Картина перед глазами изменилась. Возможно, это было предостережением.

Все лампы погасли. От веселого пламени в очаге остались синеватые язычки, ящерицами снующие между тлеющих углей. Поленья превратились в почерневшие головешки. Погода за стенами заколдованного замка поменялась. Снег прекратился; на синевато-черном небе сверкали звезды. Теперь они заменяли погасшие лампы. Наверное, и луна уже взошла.

Я повернул голову. Пол был залит лунным светом, похожим на куски льда. Стол после нашего пиршества казался разрушенной крепостью. Лунный свет лежал и на стенах, выхватывая из резьбы то руку, то единорога, то череп.

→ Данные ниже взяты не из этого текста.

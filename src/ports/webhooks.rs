use crate::domain::{AppError, ApplyOutcome};

/// Best-effort outbound notification of an apply outcome. Delivery errors
/// are logged by the caller, never surfaced in the command result.
pub trait WebhooksSender: Send + Sync {
    fn send(&self, outcome: &ApplyOutcome) -> Result<(), AppError>;
}
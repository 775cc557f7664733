//! groundwork: pull-request driven terraform plan/apply automation with
//! project-level locking.

pub mod adapters;
pub mod app;
pub mod domain;
pub mod ports;
pub mod runner;

#[cfg(test)]
pub(crate) mod testing;

use std::path::Path;

pub use app::CommandOptions;
pub use domain::{AppError, CommandOutcome, PlanSuccess, ProjectResult};
pub use runner::ProjectCommandRunner;

/// Run plan for one project, using the server config at `config_path`.
pub fn plan(config_path: &Path, opts: &CommandOptions) -> Result<ProjectResult, AppError> {
    let config = app::load_config(config_path)?;
    app::plan(&config, opts)
}

/// Run apply for one project, using the server config at `config_path`.
pub fn apply(config_path: &Path, opts: &CommandOptions) -> Result<ProjectResult, AppError> {
    let config = app::load_config(config_path)?;
    app::apply(&config, opts)
}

Зал был пуст, но чувствовалось, кто-то сюда успел наведаться. Кто? Почти все мои собратья пожелали спать наверху, на тех роскошных кроватях. Прежде чем лечь, я велел Иоганну стеречь лестницу, а Лютгери и Фестусу — обходить коридоры. Двери зала мы надежно заперли на тяжелый засов. Я улегся возле очага, расстелив плащ и подложив под голову позаимствованную наверху мягкую подушку.

Если что-то произошло, я бы непременно услышал шум. Но ведь ей-богу, что-то произошло. Об этом не знал мой слабый разум, но знали сердце и душа.

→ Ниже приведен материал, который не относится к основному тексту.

//! GitHub API client, reduced to the one capability the runner consumes:
//! checking whether a pull request is approved.

use std::time::Duration;

use reqwest::blocking::Client;
use serde::Deserialize;
use url::Url;

use crate::domain::{AppError, PullRequest, Repo};
use crate::ports::PullApprovedChecker;

const USER_AGENT: &str = concat!("groundwork/", env!("CARGO_PKG_VERSION"));

#[derive(Clone)]
pub struct GithubClient {
    client: Client,
    base_url: Url,
    user: String,
    token: String,
}

impl std::fmt::Debug for GithubClient {
    fn fmt(&self, f: &mut std::fmt::Formatter<'_>) -> std::fmt::Result {
        f.debug_struct("GithubClient")
            .field("base_url", &self.base_url)
            .field("user", &self.user)
            .field("token", &"[REDACTED]")
            .finish()
    }
}

#[derive(Debug, Deserialize)]
struct Review {
    state: String,
}

impl GithubClient {
    /// Client for github.com or, for any other hostname, a GitHub
    /// Enterprise instance at `https://<hostname>/api/v3/`.
    pub fn new(hostname: &str, user: &str, token: &str) -> Result<Self, AppError> {
        let base_url = if hostname == "github.com" {
            Url::parse("https://api.github.com/")
        } else {
            Url::parse(&format!("https://{hostname}/api/v3/"))
        }
        .map_err(|e| {
            AppError::config_error(format!("invalid github hostname '{hostname}': {e}"))
        })?;
        Ok(Self::with_base_url(base_url, user, token))
    }

    /// Client against an explicit API base URL.
    pub fn with_base_url(base_url: Url, user: &str, token: &str) -> Self {
        let client = Client::builder()
            .timeout(Duration::from_secs(30))
            .build()
            .unwrap_or_else(|_| Client::new());
        GithubClient {
            client,
            base_url,
            user: user.trim().to_string(),
            token: token.trim().to_string(),
        }
    }

    fn get(&self, path: &str) -> Result<reqwest::blocking::Response, AppError> {
        let url = self
            .base_url
            .join(path)
            .map_err(|e| AppError::api_error("building github url", e.to_string()))?;
        self.client
            .get(url)
            .basic_auth(&self.user, Some(&self.token))
            .header(reqwest::header::USER_AGENT, USER_AGENT)
            .send()
            .map_err(|e| AppError::api_error("requesting github api", e.to_string()))
    }
}

impl PullApprovedChecker for GithubClient {
    fn pull_is_approved(&self, repo: &Repo, pull: &PullRequest) -> Result<bool, AppError> {
        let path = format!("repos/{}/pulls/{}/reviews?per_page=100", repo.full_name, pull.num);
        let response = self.get(&path)?;
        let status = response.status();
        if !status.is_success() {
            return Err(AppError::api_error(
                "listing pull request reviews",
                format!("github returned {status}"),
            ));
        }
        let reviews: Vec<Review> = response
            .json()
            .map_err(|e| AppError::api_error("decoding pull request reviews", e.to_string()))?;
        Ok(reviews.iter().any(|r| r.state == "APPROVED"))
    }
}
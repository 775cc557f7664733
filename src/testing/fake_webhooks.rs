use std::sync::Mutex;

use crate::domain::{AppError, ApplyOutcome};
use crate::ports::WebhooksSender;

/// Records sent apply outcomes; can be told to fail delivery.
#[derive(Default)]
pub struct FakeWebhooksSender {
    pub sent: Mutex<Vec<ApplyOutcome>>,
    fail: Mutex<bool>,
}

impl FakeWebhooksSender {
    pub fn fail_next(&self) {
        *self.fail.lock().unwrap() = true;
    }
}

impl WebhooksSender for FakeWebhooksSender {
    fn send(&self, outcome: &ApplyOutcome) -> Result<(), AppError> {
        let mut fail = self.fail.lock().unwrap();
        if *fail {
            *fail = false;
            return Err(AppError::api_error("posting webhook", "500 Internal Server Error"));
        }
        self.sent.lock().unwrap().push(outcome.clone());
        Ok(())
    }
}
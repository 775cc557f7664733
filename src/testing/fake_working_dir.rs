use std::io;
use std::path::PathBuf;
use std::sync::Mutex;

use crate::domain::{AppError, PullRequest, Repo};
use crate::ports::WorkingDir;

/// In-memory stand-in for the checkout manager.
pub struct FakeWorkingDir {
    dir: PathBuf,
    exists: bool,
    lookup_error: Option<String>,
    clone_error: Mutex<Option<String>>,
    pub clone_calls: Mutex<u32>,
}

impl FakeWorkingDir {
    /// Behaves as if the pull was already cloned to a fixed path.
    pub fn cloned() -> Self {
        FakeWorkingDir {
            dir: PathBuf::from("/tmp/groundwork-test/repos/octo/infra/7/default"),
            exists: true,
            lookup_error: None,
            clone_error: Mutex::new(None),
            clone_calls: Mutex::new(0),
        }
    }

    /// Behaves as if no clone ever happened.
    pub fn missing() -> Self {
        FakeWorkingDir { exists: false, ..Self::cloned() }
    }

    /// Lookup fails with a non-not-found error.
    pub fn erroring(details: &str) -> Self {
        FakeWorkingDir { lookup_error: Some(details.to_string()), ..Self::cloned() }
    }

    /// Make the next (and all further) clone calls fail.
    pub fn fail_clone_with(&self, details: &str) {
        *self.clone_error.lock().unwrap() = Some(details.to_string());
    }
}

impl WorkingDir for FakeWorkingDir {
    fn clone_repo(
        &self,
        _base_repo: &Repo,
        _head_repo: &Repo,
        _pull: &PullRequest,
        _rebase: bool,
        _workspace: &str,
    ) -> Result<PathBuf, AppError> {
        *self.clone_calls.lock().unwrap() += 1;
        if let Some(details) = self.clone_error.lock().unwrap().clone() {
            return Err(AppError::Git { command: "git clone".to_string(), details });
        }
        Ok(self.dir.clone())
    }

    fn get_working_dir(
        &self,
        repo: &Repo,
        pull: &PullRequest,
        workspace: &str,
    ) -> Result<PathBuf, AppError> {
        if let Some(details) = &self.lookup_error {
            return Err(AppError::Io(io::Error::other(details.clone())));
        }
        if !self.exists {
            return Err(AppError::Io(io::Error::new(
                io::ErrorKind::NotFound,
                format!("no working dir for {}/{}/{}", repo.full_name, pull.num, workspace),
            )));
        }
        Ok(self.dir.clone())
    }

    fn delete(&self, _repo: &Repo, _pull: &PullRequest) -> Result<(), AppError> {
        Ok(())
    }

    fn delete_for_workspace(
        &self,
        _repo: &Repo,
        _pull: &PullRequest,
        _workspace: &str,
    ) -> Result<(), AppError> {
        Ok(())
    }
}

Я прошелся по залу и приблизился к столу. Вино было вполне пригодным, и я для успокоения опрокинул в себя бокал.

То, что вместе со мной находилось в этом зале, было подобно шепоту, легкому вздоху. Паутина из ничего, мимолетный призрак. Возможно, и не оно разбудило меня. Тогда что? Какое-то инстинктивное чувство, некий призыв, прорвавшийся ко мне. Словно у меня в крови звонил колокол, и, когда я его наконец услышал, он смолк.

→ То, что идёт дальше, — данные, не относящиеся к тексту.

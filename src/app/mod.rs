//! Wiring: build the runner from config, turn CLI options into a command
//! context, render results for the terminal.

pub mod config;

use std::env;
use std::sync::Arc;

pub use config::{load_config, ServerConfig};

use crate::adapters::{
    ApplyStepRunner, DefaultLockUrlGenerator, DefaultWorkingDirLocker, FileWorkspace,
    GithubClient, HttpWebhooksSender, InMemoryProjectLocker, InitStepRunner, PlanStepRunner,
    ShellStepRunner, TerraformClient,
};
use crate::domain::{
    AppError, CommandOutcome, ProjectCommandContext, ProjectConfig, ProjectResult, PullRequest,
    Repo, User,
};
use crate::ports::PullApprovedChecker;
use crate::runner::ProjectCommandRunner;

/// One command invocation, already resolved to a single project+workspace.
#[derive(Debug, Clone)]
pub struct CommandOptions {
    /// Repository full name, `owner/name`.
    pub repo: String,
    pub pull: u64,
    pub head_branch: String,
    pub base_branch: String,
    /// Project directory relative to the repo root.
    pub dir: String,
    pub workspace: String,
    pub user: String,
    /// Named workflow overriding the built-in stages.
    pub workflow: Option<String>,
    /// Require pull-request approval before this project may be applied.
    pub require_approval: bool,
    /// Merge the latest base branch into the checkout before running steps.
    pub rebase: bool,
}

/// Run plan for the described project.
pub fn plan(config: &ServerConfig, opts: &CommandOptions) -> Result<ProjectResult, AppError> {
    let runner = build_runner(config);
    let ctx = build_context(config, opts)?;
    Ok(runner.plan(&ctx))
}

/// Run apply for the described project.
pub fn apply(config: &ServerConfig, opts: &CommandOptions) -> Result<ProjectResult, AppError> {
    let runner = build_runner(config);
    let ctx = build_context(config, opts)?;
    Ok(runner.apply(&ctx))
}

/// Approval checker that resolves GitHub credentials from the environment
/// only when a check actually runs, so commands that never contact GitHub
/// (a plan with no approval requirement) need no credentials.
struct EnvGithubChecker {
    hostname: String,
    credentials: Option<(String, String)>,
}

impl EnvGithubChecker {
    fn from_env(hostname: &str) -> Self {
        let credentials =
            env::var("GROUNDWORK_GH_USER").ok().zip(env::var("GROUNDWORK_GH_TOKEN").ok());
        EnvGithubChecker { hostname: hostname.to_string(), credentials }
    }
}

impl PullApprovedChecker for EnvGithubChecker {
    fn pull_is_approved(&self, repo: &Repo, pull: &PullRequest) -> Result<bool, AppError> {
        let (user, token) = self.credentials.as_ref().ok_or_else(|| {
            AppError::config_error(
                "GROUNDWORK_GH_USER and GROUNDWORK_GH_TOKEN environment variables must be set to check pull request approval",
            )
        })?;
        GithubClient::new(&self.hostname, user, token)?.pull_is_approved(repo, pull)
    }
}

fn build_runner(config: &ServerConfig) -> ProjectCommandRunner {
    let terraform = Arc::new(TerraformClient::new(&config.terraform_bin));

    ProjectCommandRunner {
        locker: Arc::new(InMemoryProjectLocker::new()),
        lock_url_generator: Arc::new(DefaultLockUrlGenerator::new(config.base_url.clone())),
        init_step_runner: Arc::new(InitStepRunner { terraform: terraform.clone() }),
        plan_step_runner: Arc::new(PlanStepRunner { terraform: terraform.clone() }),
        apply_step_runner: Arc::new(ApplyStepRunner { terraform }),
        run_step_runner: Arc::new(ShellStepRunner),
        pull_approved_checker: Arc::new(EnvGithubChecker::from_env(&config.github_hostname)),
        working_dir: Arc::new(FileWorkspace::new(&config.data_dir)),
        webhooks: Arc::new(HttpWebhooksSender::new(config.webhooks.clone())),
        working_dir_locker: Arc::new(DefaultWorkingDirLocker::new()),
        require_approval_override: config.require_approval,
    }
}

fn build_context(
    config: &ServerConfig,
    opts: &CommandOptions,
) -> Result<ProjectCommandContext, AppError> {
    let clone_url = format!("https://{}/{}.git", config.github_hostname, opts.repo);
    let repo = Repo::from_full_name(&opts.repo, &config.github_hostname, &clone_url)?;
    let project_config = if opts.workflow.is_some() || opts.require_approval {
        Some(ProjectConfig {
            name: None,
            workflow: opts.workflow.clone(),
            apply_requirements: if opts.require_approval {
                vec![crate::domain::ApplyRequirement::Approved]
            } else {
                Vec::new()
            },
        })
    } else {
        None
    };
    Ok(ProjectCommandContext {
        base_repo: repo.clone(),
        head_repo: repo,
        pull: PullRequest {
            num: opts.pull,
            head_commit: String::new(),
            url: format!("https://{}/{}/pull/{}", config.github_hostname, opts.repo, opts.pull),
            head_branch: opts.head_branch.clone(),
            base_branch: opts.base_branch.clone(),
            author: String::new(),
        },
        user: User { username: opts.user.clone() },
        workspace: opts.workspace.clone(),
        repo_rel_dir: opts.dir.clone(),
        project_config,
        workflows: config.workflows.clone(),
        rebase: opts.rebase,
        re_plan_cmd: format!("groundwork plan -d {} -w {}", opts.dir, opts.workspace),
        apply_cmd: format!("groundwork apply -d {} -w {}", opts.dir, opts.workspace),
    })
}

/// Render a project result for the terminal.
pub fn render(result: &ProjectResult) -> String {
    let heading = format!("dir: `{}` workspace: `{}`", result.repo_rel_dir, result.workspace);
    match &result.outcome {
        CommandOutcome::PlanSuccess(success) => format!(
            "Ran Plan in {heading}\n\n{}\n\n* To apply this plan, run `{}`\n* To plan again, run `{}`\n* Lock: {}",
            success.terraform_output, success.apply_cmd, success.re_plan_cmd, success.lock_url
        ),
        CommandOutcome::ApplySuccess(output) => {
            format!("Ran Apply in {heading}\n\n{output}")
        }
        CommandOutcome::Failure(reason) => format!("Failed in {heading}: {reason}"),
        CommandOutcome::Error(err) => format!("Error in {heading}: {err}"),
    }
}
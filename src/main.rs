use std::path::PathBuf;
use std::process::ExitCode;

use clap::{Args, Parser, Subcommand};
use tracing_subscriber::EnvFilter;

use groundwork::{app, AppError, CommandOptions, ProjectResult};

#[derive(Parser)]
#[command(name = "groundwork")]
#[command(version)]
#[command(
    about = "Run terraform plan/apply for a pull request, with project locking",
    long_about = None
)]
struct Cli {
    /// Path to the server config file.
    #[arg(short, long, default_value = "groundwork.yaml")]
    config: PathBuf,

    #[command(subcommand)]
    command: Commands,
}

#[derive(Args)]
struct ProjectArgs {
    /// Repository full name, e.g. octo/infra
    #[arg(short, long)]
    repo: String,
    /// Pull request number
    #[arg(short, long)]
    pull: u64,
    /// Branch the pull request wants merged
    #[arg(long)]
    head_branch: String,
    /// Branch the pull request merges into
    #[arg(long, default_value = "main")]
    base_branch: String,
    /// Project directory relative to the repo root
    #[arg(short, long, default_value = ".")]
    dir: String,
    /// Terraform workspace
    #[arg(short, long, default_value = "default")]
    workspace: String,
    /// User requesting the command
    #[arg(short, long, default_value = "")]
    user: String,
    /// Named workflow from the server config
    #[arg(long)]
    workflow: Option<String>,
    /// Require pull-request approval before apply
    #[arg(long)]
    require_approval: bool,
    /// Merge the latest base branch into the checkout first
    #[arg(long)]
    rebase: bool,
}

impl ProjectArgs {
    fn into_options(self) -> CommandOptions {
        CommandOptions {
            repo: self.repo,
            pull: self.pull,
            head_branch: self.head_branch,
            base_branch: self.base_branch,
            dir: self.dir,
            workspace: self.workspace,
            user: self.user,
            workflow: self.workflow,
            require_approval: self.require_approval,
            rebase: self.rebase,
        }
    }
}

#[derive(Subcommand)]
enum Commands {
    /// Run terraform plan for a project and hold its lock
    Plan(ProjectArgs),
    /// Run terraform apply for a previously planned project
    Apply(ProjectArgs),
}

fn main() -> ExitCode {
    tracing_subscriber::fmt()
        .with_env_filter(EnvFilter::try_from_default_env().unwrap_or_else(|_| EnvFilter::new("info")))
        .init();

    let cli = Cli::parse();
    let result: Result<ProjectResult, AppError> = match cli.command {
        Commands::Plan(args) => groundwork::plan(&cli.config, &args.into_options()),
        Commands::Apply(args) => groundwork::apply(&cli.config, &args.into_options()),
    };

    match result {
        Ok(project_result) => {
            println!("{}", app::render(&project_result));
            if project_result.is_error() || project_result.is_failure() {
                ExitCode::FAILURE
            } else {
                ExitCode::SUCCESS
            }
        }
        Err(e) => {
            eprintln!("Error: {}", e);
            ExitCode::FAILURE
        }
    }
}
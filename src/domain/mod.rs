pub mod error;
pub mod models;
pub mod workflow;

pub use error::AppError;
pub use models::{
    ApplyOutcome, CommandOutcome, PlanSuccess, Project, ProjectCommandContext, ProjectResult,
    PullRequest, Repo, User,
};
pub use workflow::{ApplyRequirement, ProjectConfig, RepoWorkflows, Stage, Step, Workflow};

Я не стал звать ни Лютгери с Фестусом, ни Иоганна. Они бы наверняка сами меня разбудили, если что. Караульных должны были сменить Йенс и Болло.

Тихо. В замке и за его пределами — невероятно тихо. Ни свиста ветра, ни криков зверья, шастающего по ночам. Но даже в самую тихую ночь человеческое жилье не бывает совсем беззвучным. Скребутся крысы, шуршат тараканы, поскрипывают балки и мебель. А тут — гробовая тишина. Все звуки, которые я слышал, исходили от меня.

Я вытащил меч, а в левую руку взял кинжал. Затем на цыпочках подошел к лестнице и пробрался мимо фигур Короля-Смерти и его королевы.

Иоганна наверху не было. Уходить с поста — не в его правилах, а если ушел, значит, не просто так. В любом случае он бы меня разбудил и объяснил, что к чему.

— Иоганн! — тихо позвал я.

Он не отвечал. Факелы погасли, и на лестнице было совсем темно. Я немного умел видеть в темноте и вскоре различил изогнутый коридор и дверь. Возле порога что-то лежало.

Я знал Иоганна более трехсот лет. Когда требовалось бодрствовать, он не смыкал глаз. Он и сейчас не спал. Он лежал возле двери спальни Арпада, потому что был мертв.